Le crime d’agression
Son ouvrage célèbre La criminalité collective des États et le droit pénal de l’avenir avait été présenté comme un projet du groupe roumain à la XXIIIe Conférence de l’Union interparlementaire à Washington en 1925 en vue de la codification du droit international et la criminalisation de la guerre d’agression.
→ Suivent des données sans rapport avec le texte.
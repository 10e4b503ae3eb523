//! In-memory catalog of stored novels

use chrono::{DateTime, Utc};
use dashmap::DashMap;
use serde::Serialize;
use tracing::{info, warn};

use super::{Library, LibraryError, NovelMeta};

/// One source folder of a catalogued novel
#[derive(Debug, Clone, PartialEq, Eq, Serialize)]
pub struct CatalogSource {
    pub slug: String,
    pub url: String,
    pub chapters: usize,
    pub last_update_date: Option<DateTime<Utc>>,
}

/// A novel known to the catalog
#[derive(Debug, Clone, PartialEq, Eq, Serialize)]
pub struct CatalogEntry {
    pub title: String,
    pub author: String,
    pub sources: Vec<CatalogSource>,
}

/// Novel slug -> catalog entry
#[derive(Debug, Default)]
pub struct Catalog {
    novels: DashMap<String, CatalogEntry>,
}

impl Catalog {
    pub fn new() -> Self {
        Self::default()
    }

    /// Build the catalog from every `meta.json` in the library.
    ///
    /// Unreadable metadata is logged and skipped.
    pub fn scan(library: &Library) -> Result<Self, LibraryError> {
        let catalog = Self::new();
        let mut skipped = 0usize;

        for (novel_slug, dir) in library.stored_sources()? {
            match dir.read_meta() {
                Ok(meta) => catalog.register(&novel_slug, &meta),
                Err(e) => {
                    warn!("Skipping {}: {}", dir.meta_path().display(), e);
                    skipped += 1;
                }
            }
        }

        info!(
            "Catalog loaded: {} novels from {} ({} skipped)",
            catalog.len(),
            library.root().display(),
            skipped
        );
        Ok(catalog)
    }

    /// Add or refresh one source folder of a novel
    pub fn register(&self, novel_slug: &str, meta: &NovelMeta) {
        let source = CatalogSource {
            slug: meta.source.clone(),
            url: meta.url.clone(),
            chapters: meta.chapters.len(),
            last_update_date: meta.last_update_date,
        };

        let mut entry = self
            .novels
            .entry(novel_slug.to_string())
            .or_insert_with(|| CatalogEntry {
                title: meta.title.clone(),
                author: meta.author.clone(),
                sources: Vec::new(),
            });

        if entry.author.is_empty() && !meta.author.is_empty() {
            entry.author = meta.author.clone();
        }
        match entry.sources.iter_mut().find(|s| s.slug == source.slug) {
            Some(existing) => *existing = source,
            None => entry.sources.push(source),
        }
    }

    pub fn get(&self, novel_slug: &str) -> Option<CatalogEntry> {
        self.novels.get(novel_slug).map(|e| e.value().clone())
    }

    pub fn len(&self) -> usize {
        self.novels.len()
    }

    pub fn is_empty(&self) -> bool {
        self.novels.is_empty()
    }
}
Il lui a valu, en dehors des louanges du monde académique européen, la nomination pour le Prix Nobel de la paix de cette année-là, en raison de « ses efforts inlassables dans la promotion des idées pacifistes » et pour son mérite d’avoir introduit « pour la première fois dans l’histoire du droit international la notion de responsabilité collective des Etats » (G. Sbârnă).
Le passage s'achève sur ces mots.